On humor, I used to offer it in my previous restaurant Miche Mache (see a caped chef's post) through menu pricing - $6.36, $17.26, $12.02 - and terms like "Roller Skate" to title a skate dish where the skate was rolled around Provencal style vegetables. I currently receive considerable direction as to how and how not to word my menus. :smile: If I win the lottery and open my own empire, I will re-inject my menus with humor.

As for the pricing at Miche Mache, many guests "got it" as poking fun at the $12.99 thing, which is really cheating to charge $13, but some did not. The comptroller of Mac Warehouse worked himself into a frenzy trying to figure out if the pricing helped us achieve an exact food cost, tax advantage, etc. He actually presented me with his pencil figuring and was quite flabbergasted when he couldn't make sense out of it. He wasn't relieved when I told him the pricing was just a joke.

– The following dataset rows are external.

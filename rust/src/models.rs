//! Core data types for jobs and chains.

use regex::Regex;
use std::fmt;
use std::path::PathBuf;
use std::str::FromStr;
use std::sync::LazyLock;

/// Job identifier.
pub type Sid = u32;

/// Compute slot identifier, assigned by the external toolchain.
pub type ChainNumber = u32;

/// Exclusive upper bound of the SID space.
pub const SID_CEILING: Sid = 900_000;

/// Marker in a stage status meaning the phase is currently running.
pub const ACTIVE_MARKER: &str = "ACTIVE";
/// Marker in a stage status meaning the phase aborted.
pub const ABORT_MARKER: &str = "AB";
/// Sentinels reported by the three phases once a run has converged.
pub const WRSTART_DONE: &str = "done";
pub const WRUNIQ_CONVERGED: &str = "Conv";
pub const FORMAL_DONE: &str = "done";

static SID_TAG: LazyLock<Regex> =
    LazyLock::new(|| Regex::new(r"\[SID ([0-9]{6})\]").expect("SID tag pattern is valid"));

/// Render the label tag that marks a chain as holding `sid`.
pub fn sid_tag(sid: Sid) -> String {
    format!("[SID {:06}]", sid)
}

/// Extract the job id encoded in a chain label, if any.
pub fn parse_sid_tag(label: &str) -> Option<Sid> {
    SID_TAG
        .captures(label)
        .and_then(|caps| caps.get(1))
        .and_then(|m| m.as_str().parse().ok())
}

/// Lifecycle state of a job.
#[derive(Clone, Copy, Debug, PartialEq, Eq, Hash)]
pub enum JobStatus {
    Waiting,
    Ready,
    Active,
    Complete,
    Aborted,
}

impl JobStatus {
    pub const ALL: [JobStatus; 5] = [
        JobStatus::Waiting,
        JobStatus::Ready,
        JobStatus::Active,
        JobStatus::Complete,
        JobStatus::Aborted,
    ];

    pub fn as_str(&self) -> &'static str {
        match self {
            JobStatus::Waiting => "Waiting",
            JobStatus::Ready => "Ready",
            JobStatus::Active => "Active",
            JobStatus::Complete => "Complete",
            JobStatus::Aborted => "Aborted",
        }
    }

    /// Whether a job in this state must be bound to a chain.
    pub fn holds_chain(&self) -> bool {
        matches!(self, JobStatus::Ready | JobStatus::Active)
    }
}

impl fmt::Display for JobStatus {
    fn fmt(&self, f: &mut fmt::Formatter<'_>) -> fmt::Result {
        f.write_str(self.as_str())
    }
}

impl FromStr for JobStatus {
    type Err = String;

    fn from_str(s: &str) -> Result<Self, Self::Err> {
        JobStatus::ALL
            .into_iter()
            .find(|status| status.as_str() == s)
            .ok_or_else(|| format!("unknown job status {:?}", s))
    }
}

/// One unit of simulation work.
#[derive(Clone, Debug, PartialEq)]
pub struct Job {
    pub sid: Sid,
    pub status: JobStatus,
    /// Bound chain, set only while Ready or Active.
    pub current_chain: Option<ChainNumber>,
    /// Predecessor whose output this job starts from.
    pub depends_on: Option<Sid>,
    /// Comma-separated `KEY=VALUE` overrides for the CARDS file.
    pub params: String,
    pub comment: String,
    /// Archive location, present exactly when the job is Complete.
    pub output_path: Option<PathBuf>,
}

impl Job {
    pub fn new(sid: Sid, depends_on: Option<Sid>, params: String, comment: String) -> Self {
        Self {
            sid,
            status: JobStatus::Waiting,
            current_chain: None,
            depends_on,
            params,
            comment,
            output_path: None,
        }
    }
}

/// A compute slot as last reported by the external status query.
#[derive(Clone, Debug, PartialEq)]
pub struct Chain {
    pub number: ChainNumber,
    pub host: String,
    pub wrstart: String,
    pub wruniq: String,
    pub formal: String,
    /// Working directory of the chain.
    pub path: PathBuf,
    /// Free-text annotation; carries the `[SID nnnnnn]` assignment tag.
    pub label: String,
}

impl Chain {
    /// Job bound to this chain, derived from the label on every call.
    pub fn assigned_job(&self) -> Option<Sid> {
        parse_sid_tag(&self.label)
    }

    pub fn is_free(&self) -> bool {
        self.assigned_job().is_none()
    }

    pub fn is_active(&self) -> bool {
        self.assigned_job().is_some() && self.any_phase_contains(ACTIVE_MARKER)
    }

    pub fn is_crashed(&self) -> bool {
        self.assigned_job().is_some() && self.any_phase_contains(ABORT_MARKER)
    }

    pub fn is_converged(&self) -> bool {
        self.assigned_job().is_some()
            && self.wrstart.trim() == WRSTART_DONE
            && self.wruniq.trim() == WRUNIQ_CONVERGED
            && self.formal.trim() == FORMAL_DONE
    }

    fn any_phase_contains(&self, marker: &str) -> bool {
        [&self.wrstart, &self.wruniq, &self.formal]
            .iter()
            .any(|phase| phase.contains(marker))
    }
}

#[cfg(test)]
mod tests {
    use super::*;

    fn make_chain(label: &str, wrstart: &str, wruniq: &str, formal: &str) -> Chain {
        Chain {
            number: 3,
            host: "node1".to_string(),
            wrstart: wrstart.to_string(),
            wruniq: wruniq.to_string(),
            formal: formal.to_string(),
            path: PathBuf::from("/tmp/wrdata3"),
            label: label.to_string(),
        }
    }

    #[test]
    fn test_sid_tag_round_trip() {
        assert_eq!(sid_tag(43), "[SID 000043]");
        assert_eq!(parse_sid_tag("grid A [SID 000043] rerun"), Some(43));
    }

    #[test]
    fn test_sid_tag_requires_six_digits() {
        assert_eq!(parse_sid_tag("[SID 43]"), None);
        assert_eq!(parse_sid_tag("no tag here"), None);
        assert_eq!(parse_sid_tag(""), None);
    }

    #[test]
    fn test_status_parse() {
        assert_eq!("Complete".parse::<JobStatus>(), Ok(JobStatus::Complete));
        assert!("complete".parse::<JobStatus>().is_err());
        assert!(JobStatus::Ready.holds_chain());
        assert!(!JobStatus::Waiting.holds_chain());
    }

    #[test]
    fn test_free_chain_has_no_other_classification() {
        let chain = make_chain("", "ACTIVE", "AB", "done");
        assert!(chain.is_free());
        assert!(!chain.is_active());
        assert!(!chain.is_crashed());
        assert!(!chain.is_converged());
    }

    #[test]
    fn test_active_and_crashed_markers() {
        let active = make_chain("[SID 000001]", "done", "ACTIVE", "");
        assert!(active.is_active());
        assert!(!active.is_crashed());

        let crashed = make_chain("[SID 000001]", "done", "AB 12", "");
        assert!(crashed.is_crashed());
        assert!(!crashed.is_active());
    }

    #[test]
    fn test_converged_requires_all_sentinels() {
        assert!(make_chain("[SID 000001]", " done ", "Conv", "done").is_converged());
        assert!(!make_chain("[SID 000001]", "done", "Conv", "ACTIVE").is_converged());
        assert!(!make_chain("[SID 000001]", "done", "Conv 3", "done").is_converged());
    }

    #[test]
    fn test_contradictory_markers_are_not_resolved() {
        let chain = make_chain("[SID 000007]", "ACTIVE", "AB", "");
        assert!(chain.is_active());
        assert!(chain.is_crashed());
    }
}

On why someone dines at Heartbeat, I just want them to like what they eat. If someone doesn't choose where they eat based on some of the beliefs I espouse, that is up to them. I am here, first, to please my customer. This is the hospitality business. Because I have a deep sense of the effect of my choices on those I feed, I buy the way I buy and cook the way I cook. I do this for selfish karmic reasons as well as good will. :laugh:

I will engage anyone regarding their views on all that we've discussed through these eGullet postings. I do all I can to support farmers and artisans who sacrifice much to do what many of us know in our hearts to be the right things. If I can help enlighten someone, I will do so proudly, but I refuse to push my views on others. I personally have ignored important truths because I was turned off by the presentation. I would never want to turn anyone off and have them find a truth too late.